#### Exercise:
In the listing below, count every line that contains "RwLock". Give nothing but the number.
------------------------------------
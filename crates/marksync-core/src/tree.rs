//! In-memory bookmark tree and URL index
//!
//! One `BookmarkTree` holds a source's bookmarks for one reconciliation pass.
//! Nodes live in an arena and refer to each other by `NodeId`, so a URL node
//! can be reachable from several folders and tags without being cloned.
//!
//! ## Invariants
//!
//! - Exactly one root, always `NodeId(0)`.
//! - URL nodes never have children.
//! - A URL value maps to exactly one node; every extra folder or tag that
//!   references it adds an edge and a tag name, not a new node.
//! - The URL index always matches the URL nodes reachable from the root.
//!
//! Trees are never edited in place while visible: a pass builds a new tree
//! (or a clone of the current one) and publishes it through
//! [`SharedTree::swap`].

use std::collections::BTreeMap;
use std::fmt::Write as _;
use std::sync::{Arc, PoisonError, RwLock};

use tracing::{trace, warn};

use crate::models::{Record, SourceEntry, Tags};

/// Name of the folder that groups tag nodes under the root
pub const TAGS_BRANCH: &str = "TAGS";

/// Index of a node in its tree's arena
#[derive(Debug, Clone, Copy, PartialEq, Eq, Hash, PartialOrd, Ord)]
pub struct NodeId(usize);

impl NodeId {
    pub const ROOT: NodeId = NodeId(0);
}

/// Kind of a tree node
#[derive(Debug, Clone, Copy, PartialEq, Eq)]
pub enum NodeKind {
    Root,
    Folder,
    Tag,
    Url,
}

/// One entry in the bookmark tree
#[derive(Debug, Clone)]
pub struct Node {
    pub kind: NodeKind,
    pub name: String,
    /// Set only for URL nodes
    pub url: Option<String>,
    pub description: String,
    /// Meaningful for URL nodes: every tag/folder context seen for the URL
    pub tags: Tags,
    parent: Option<NodeId>,
    children: Vec<NodeId>,
}

impl Node {
    fn new(kind: NodeKind, name: impl Into<String>) -> Self {
        Self {
            kind,
            name: name.into(),
            url: None,
            description: String::new(),
            tags: Tags::new(),
            parent: None,
            children: Vec::new(),
        }
    }

    /// The owning parent (first folder or tag the node was attached to)
    pub fn parent(&self) -> Option<NodeId> {
        self.parent
    }

    pub fn children(&self) -> &[NodeId] {
        &self.children
    }
}

/// Arena-backed bookmark tree with its URL index
#[derive(Debug, Clone)]
pub struct BookmarkTree {
    nodes: Vec<Node>,
    index: BTreeMap<String, NodeId>,
    tags_branch: Option<NodeId>,
    tag_nodes: BTreeMap<String, NodeId>,
}

impl Default for BookmarkTree {
    fn default() -> Self {
        Self::new()
    }
}

impl BookmarkTree {
    /// Create an empty tree holding only the root
    pub fn new() -> Self {
        Self {
            nodes: vec![Node::new(NodeKind::Root, "ROOT")],
            index: BTreeMap::new(),
            tags_branch: None,
            tag_nodes: BTreeMap::new(),
        }
    }

    pub fn root(&self) -> NodeId {
        NodeId::ROOT
    }

    pub fn node(&self, id: NodeId) -> &Node {
        &self.nodes[id.0]
    }

    pub fn node_count(&self) -> usize {
        self.nodes.len()
    }

    pub fn url_count(&self) -> usize {
        self.index.len()
    }

    /// Look up the node for a URL
    pub fn lookup(&self, url: &str) -> Option<NodeId> {
        self.index.get(url).copied()
    }

    /// URLs in the index, in key order
    pub fn urls(&self) -> impl Iterator<Item = &str> {
        self.index.keys().map(String::as_str)
    }

    fn push(&mut self, node: Node) -> NodeId {
        self.nodes.push(node);
        NodeId(self.nodes.len() - 1)
    }

    /// Append `child` under `parent`
    ///
    /// The first parent a node is attached to becomes its owning parent.
    /// Adding the same child to the same parent twice is a no-op, and an edge
    /// that would close a cycle is refused. Returns whether an edge was added.
    pub fn add_child(&mut self, parent: NodeId, child: NodeId) -> bool {
        if self.nodes[parent.0].kind == NodeKind::Url {
            warn!(parent = %self.nodes[parent.0].name, "url nodes cannot have children");
            return false;
        }
        if parent == child {
            warn!(node = %self.nodes[parent.0].name, "refusing to add node as its own child");
            return false;
        }
        if self.reaches(child, parent) {
            warn!(
                parent = %self.nodes[parent.0].name,
                child = %self.nodes[child.0].name,
                "refusing edge that would create a cycle"
            );
            return false;
        }
        if self.nodes[parent.0].children.contains(&child) {
            warn!(
                parent = %self.nodes[parent.0].name,
                child = %self.nodes[child.0].name,
                "child already present, skipping"
            );
            return false;
        }

        trace!(child = %self.nodes[child.0].name, "adding child");
        self.nodes[parent.0].children.push(child);
        if self.nodes[child.0].parent.is_none() {
            self.nodes[child.0].parent = Some(parent);
        }
        true
    }

    /// Whether `to` is reachable from `from` through child edges
    fn reaches(&self, from: NodeId, to: NodeId) -> bool {
        let mut visited = vec![false; self.nodes.len()];
        let mut stack = vec![from];
        while let Some(id) = stack.pop() {
            if id == to {
                return true;
            }
            if std::mem::replace(&mut visited[id.0], true) {
                continue;
            }
            stack.extend(self.nodes[id.0].children.iter().copied());
        }
        false
    }

    /// Find or create the folder `name` directly under `parent`
    pub fn add_folder(&mut self, parent: NodeId, name: &str) -> NodeId {
        let existing = self.nodes[parent.0].children.iter().copied().find(|&c| {
            let node = &self.nodes[c.0];
            node.kind == NodeKind::Folder && node.name == name && Some(c) != self.tags_branch
        });
        if let Some(id) = existing {
            return id;
        }

        let id = self.push(Node::new(NodeKind::Folder, name));
        self.add_child(parent, id);
        id
    }

    /// Find or create the tag node `name` under the tags branch
    pub fn add_tag(&mut self, name: &str) -> NodeId {
        if let Some(&id) = self.tag_nodes.get(name) {
            return id;
        }

        let branch = match self.tags_branch {
            Some(b) => b,
            None => {
                let b = self.push(Node::new(NodeKind::Folder, TAGS_BRANCH));
                self.add_child(NodeId::ROOT, b);
                self.tags_branch = Some(b);
                b
            }
        };

        let id = self.push(Node::new(NodeKind::Tag, name));
        self.add_child(branch, id);
        self.tag_nodes.insert(name.to_string(), id);
        id
    }

    /// Add a URL under `parent`, deduplicating through the index
    ///
    /// An unseen URL gets a new node registered in both tree and index. A
    /// known URL reuses its node: title and description are refreshed and
    /// `parent` gains an edge to it. Either way the parent's name joins the
    /// node's tag set when the parent is a folder or tag.
    ///
    /// Returns whether a node was created, and the node.
    pub fn add_url(
        &mut self,
        parent: NodeId,
        url: &str,
        title: &str,
        description: &str,
    ) -> (bool, NodeId) {
        let (created, id) = match self.index.get(url) {
            Some(&id) => {
                let node = &mut self.nodes[id.0];
                node.name = title.to_string();
                if !description.is_empty() {
                    node.description = description.to_string();
                }
                (false, id)
            }
            None => {
                let mut node = Node::new(NodeKind::Url, title);
                node.url = Some(url.to_string());
                node.description = description.to_string();
                let id = self.push(node);
                self.index.insert(url.to_string(), id);
                (true, id)
            }
        };

        let context = &self.nodes[parent.0];
        if matches!(context.kind, NodeKind::Folder | NodeKind::Tag) && Some(parent) != self.tags_branch
        {
            let name = context.name.clone();
            self.nodes[id.0].tags.insert(name);
        }
        // re-adding an existing edge is expected when a source repeats itself
        if !self.nodes[parent.0].children.contains(&id) {
            self.add_child(parent, id);
        }

        (created, id)
    }

    /// Insert one reader entry: folder path, the URL, then its tag edges
    pub fn insert_entry(&mut self, entry: &SourceEntry) -> (bool, NodeId) {
        let mut parent = NodeId::ROOT;
        for folder in &entry.folders {
            parent = self.add_folder(parent, folder);
        }

        let (created, id) = self.add_url(parent, &entry.url, &entry.title, &entry.description);

        // ancestors further up the folder path count as context too
        self.nodes[id.0].tags.extend(entry.folders.iter());

        for tag in &entry.tags {
            let tag_node = self.add_tag(tag);
            self.add_url(tag_node, &entry.url, &entry.title, &entry.description);
        }

        (created, id)
    }

    /// Collect every tag node that has an edge to a node carrying `node`'s URL
    ///
    /// Walks from the root, so it also finds tag edges that were added after
    /// the node's own tag set was last updated.
    pub fn get_parent_tags(&self, node: NodeId) -> Tags {
        match &self.nodes[node.0].url {
            Some(url) => self.parent_tags_for_url(url),
            None => Tags::new(),
        }
    }

    /// Same as [`get_parent_tags`](Self::get_parent_tags), keyed by URL
    ///
    /// Usable against a tree other than the one the URL came from.
    pub fn parent_tags_for_url(&self, url: &str) -> Tags {
        match self.lookup(url) {
            Some(id) => self.parent_tag_map().by_node.remove(&id).unwrap_or_default(),
            None => Tags::new(),
        }
    }

    /// Tag names per URL node, collected from every tag node in one walk
    fn parent_tag_map(&self) -> ParentTags {
        let mut map = ParentTags::default();
        let mut visited = vec![false; self.nodes.len()];
        let mut stack = vec![NodeId::ROOT];
        while let Some(id) = stack.pop() {
            if std::mem::replace(&mut visited[id.0], true) {
                continue;
            }
            map.visited += 1;

            let node = &self.nodes[id.0];
            if node.kind == NodeKind::Tag {
                for &child in &node.children {
                    if self.nodes[child.0].kind == NodeKind::Url {
                        map.by_node.entry(child).or_default().insert(&node.name);
                    }
                }
            }
            stack.extend(node.children.iter().copied());
        }
        map
    }

    /// Folder names on the owning-parent chain, nearest first
    pub fn folder_parents(&self, node: NodeId) -> Vec<&str> {
        let mut folders = Vec::new();
        let mut current = self.nodes[node.0].parent;
        while let Some(id) = current {
            let parent = &self.nodes[id.0];
            if parent.kind == NodeKind::Folder {
                folders.push(parent.name.as_str());
            }
            current = parent.parent;
        }
        folders
    }

    /// Build the record for a URL node
    pub fn record(&self, node: NodeId, module: &str) -> Option<Record> {
        self.build_record(node, module, &self.get_parent_tags(node))
    }

    fn build_record(&self, node: NodeId, module: &str, parent_tags: &Tags) -> Option<Record> {
        let n = &self.nodes[node.0];
        let url = n.url.as_ref()?;
        let tags = n.tags.union(parent_tags);
        Some(
            Record::new(url.clone())
                .with_title(n.name.clone())
                .with_description(n.description.clone())
                .with_tags(tags.iter())
                .with_module(module),
        )
    }

    /// Records for every URL in the index
    pub fn records(&self, module: &str) -> Vec<Record> {
        let parents = self.parent_tag_map();
        self.index
            .values()
            .filter_map(|&id| self.build_record(id, module, parents.tags_of(id)))
            .collect()
    }

    /// Records for the given URLs; URLs missing from the index are skipped
    pub fn records_for<'a>(
        &self,
        urls: impl IntoIterator<Item = &'a str>,
        module: &str,
    ) -> Vec<Record> {
        let parents = self.parent_tag_map();
        urls.into_iter()
            .filter_map(|url| match self.lookup(url) {
                Some(id) => self.build_record(id, module, parents.tags_of(id)),
                None => {
                    warn!(url, "url missing from index");
                    None
                }
            })
            .collect()
    }

    /// Rebuild the URL index by walking from the root
    pub fn rebuild_index(&mut self) {
        let mut index = BTreeMap::new();
        let mut visited = vec![false; self.nodes.len()];
        let mut stack = vec![NodeId::ROOT];
        while let Some(id) = stack.pop() {
            if std::mem::replace(&mut visited[id.0], true) {
                continue;
            }
            let node = &self.nodes[id.0];
            if let Some(url) = &node.url {
                index.insert(url.clone(), id);
            }
            stack.extend(node.children.iter().copied());
        }
        self.index = index;
    }

    /// Whether the index matches the URL nodes reachable from the root
    pub fn index_is_consistent(&self) -> bool {
        let mut rebuilt = self.clone();
        rebuilt.rebuild_index();
        rebuilt.index == self.index
    }

    /// Render the tree as indented text, for debugging
    pub fn render(&self) -> String {
        let mut out = String::new();
        let mut stack = vec![(NodeId::ROOT, 0usize)];
        while let Some((id, depth)) = stack.pop() {
            let node = &self.nodes[id.0];
            let label = node.url.as_deref().unwrap_or(&node.name);
            let _ = writeln!(out, "{}{:?} <{}>", "  ".repeat(depth), node.kind, label);
            for &child in node.children.iter().rev() {
                stack.push((child, depth + 1));
            }
        }
        out
    }
}

/// Result of one walk over the tag nodes
#[derive(Debug, Default)]
struct ParentTags {
    by_node: BTreeMap<NodeId, Tags>,
    /// Nodes visited by the walk
    visited: usize,
}

impl ParentTags {
    fn tags_of(&self, node: NodeId) -> &Tags {
        static EMPTY: Tags = Tags::EMPTY;
        self.by_node.get(&node).unwrap_or(&EMPTY)
    }
}

/// A tree that readers can query while the next one is being built
///
/// Readers get an `Arc` snapshot; the writer builds a complete tree off to the
/// side and publishes it in one swap. A partially built tree is never visible.
#[derive(Debug, Clone, Default)]
pub struct SharedTree(Arc<RwLock<Arc<BookmarkTree>>>);

impl SharedTree {
    pub fn new(tree: BookmarkTree) -> Self {
        Self(Arc::new(RwLock::new(Arc::new(tree))))
    }

    /// The currently published tree
    pub fn snapshot(&self) -> Arc<BookmarkTree> {
        let guard = self.0.read().unwrap_or_else(PoisonError::into_inner);
        Arc::clone(&guard)
    }

    /// Publish a new tree, returning the one it replaced
    pub fn swap(&self, tree: BookmarkTree) -> Arc<BookmarkTree> {
        let mut guard = self.0.write().unwrap_or_else(PoisonError::into_inner);
        std::mem::replace(&mut *guard, Arc::new(tree))
    }
}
------------------------------------
#### Answer section:
3